_WHAT YOU HAVE TO DO:_
A single number is required: the count of lines in the following entries that include the word "provider".

_Data items:_
+++++

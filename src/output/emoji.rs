//! Emoji detection and removal for terminals that cannot render them

use regex::Regex;
use std::sync::LazyLock;

/// Matches a full emoji sequence: keycaps, flags, pictographs with optional
/// variation selectors, skin tone modifiers and zero-width-joiner chains.
static EMOJI: LazyLock<Regex> = LazyLock::new(|| {
    Regex::new(concat!(
        r"[#*0-9]\x{FE0F}?\x{20E3}",
        r"|[\x{1F1E6}-\x{1F1FF}]{1,2}",
        r"|[\p{Extended_Pictographic}\p{Emoji_Modifier}][\x{FE0F}\p{Emoji_Modifier}]*",
        r"(?:\x{200D}\p{Extended_Pictographic}[\x{FE0F}\p{Emoji_Modifier}]*)*",
    ))
    .expect("emoji pattern is valid")
});

/// Whether `text` contains at least one emoji
pub fn contains_emoji(text: &str) -> bool {
    EMOJI.is_match(text)
}

/// Remove every emoji from `text`, leaving the surrounding text untouched
pub fn remove_emoji(text: &str) -> String {
    EMOJI.replace_all(text, "").into_owned()
}
#![forbid(unsafe_code)]

//! Terminal-aware string styling
//!
//! On terminals that support styling, text is wrapped in ANSI color sequences and
//! emoji are left alone. Everywhere else the text is returned without color codes
//! and with emoji removed, since minimal terminals tend to garble them.

use super::emoji::{contains_emoji, remove_emoji};
use super::terminal::{StdoutTerminal, TerminalCapabilities};
use std::io::{self, Write};
use termcolor::{Ansi, Color, ColorSpec, WriteColor};

/// Semantic styles understood by the formatter
#[derive(Debug, Clone, Copy, PartialEq, Eq)]
pub enum Style {
    Title,
    Link,
    Bold,
    BoldTitle,
    Comment,
    Red,
    Yellow,
    Green,
}

impl Style {
    /// The color and weight used to render this style
    pub fn color_spec(self) -> ColorSpec {
        let mut spec = ColorSpec::new();
        match self {
            Style::Title | Style::Green => spec.set_fg(Some(Color::Green)),
            Style::Link => spec.set_fg(Some(Color::Cyan)),
            Style::Bold => spec.set_bold(true),
            Style::BoldTitle => spec.set_fg(Some(Color::Green)).set_bold(true),
            // Bright black renders as gray
            Style::Comment => spec.set_fg(Some(Color::Black)).set_intense(true),
            Style::Red => spec.set_fg(Some(Color::Red)),
            Style::Yellow => spec.set_fg(Some(Color::Yellow)),
        };
        spec
    }
}

/// Applies [`Style`]s according to the capabilities of a terminal
#[derive(Debug, Clone, Default)]
pub struct Formatter<T = StdoutTerminal> {
    terminal: T,
}

impl<T: TerminalCapabilities> Formatter<T> {
    /// Creates a formatter backed by the given capability provider
    pub fn new(terminal: T) -> Self {
        Formatter { terminal }
    }

    /// The capability provider in use
    pub fn terminal(&self) -> &T {
        &self.terminal
    }

    /// Style `text`, or strip its emoji when the terminal cannot render styles
    pub fn style(&self, text: &str, style: Style) -> String {
        if !self.terminal.supports_styling() {
            return strip_emoji(text);
        }

        render(text, &style.color_spec()).unwrap_or_else(|_| text.to_string())
    }

    /// Remove emoji on terminals without styling support, without adding any style
    pub fn remove_emoji_if_unsupported(&self, text: &str) -> String {
        if self.terminal.supports_styling() {
            text.to_string()
        } else {
            strip_emoji(text)
        }
    }

    pub fn title(&self, text: &str) -> String {
        self.style(text, Style::Title)
    }

    pub fn link(&self, text: &str) -> String {
        self.style(text, Style::Link)
    }

    pub fn bold(&self, text: &str) -> String {
        self.style(text, Style::Bold)
    }

    pub fn bold_title(&self, text: &str) -> String {
        self.style(text, Style::BoldTitle)
    }

    pub fn comment(&self, text: &str) -> String {
        self.style(text, Style::Comment)
    }

    pub fn red(&self, text: &str) -> String {
        self.style(text, Style::Red)
    }

    pub fn yellow(&self, text: &str) -> String {
        self.style(text, Style::Yellow)
    }

    pub fn green(&self, text: &str) -> String {
        self.style(text, Style::Green)
    }
}

fn strip_emoji(text: &str) -> String {
    if contains_emoji(text) {
        remove_emoji(text)
    } else {
        text.to_string()
    }
}

/// Render `text` wrapped in the ANSI sequences for `spec`, followed by a reset
fn render(text: &str, spec: &ColorSpec) -> io::Result<String> {
    let mut ansi = Ansi::new(Vec::new());
    ansi.set_color(spec)?;
    ansi.write_all(text.as_bytes())?;
    ansi.reset()?;

    String::from_utf8(ansi.into_inner()).map_err(|e| io::Error::new(io::ErrorKind::InvalidData, e))
}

+++++

_OUTPUT FOR THIS TASK:_
2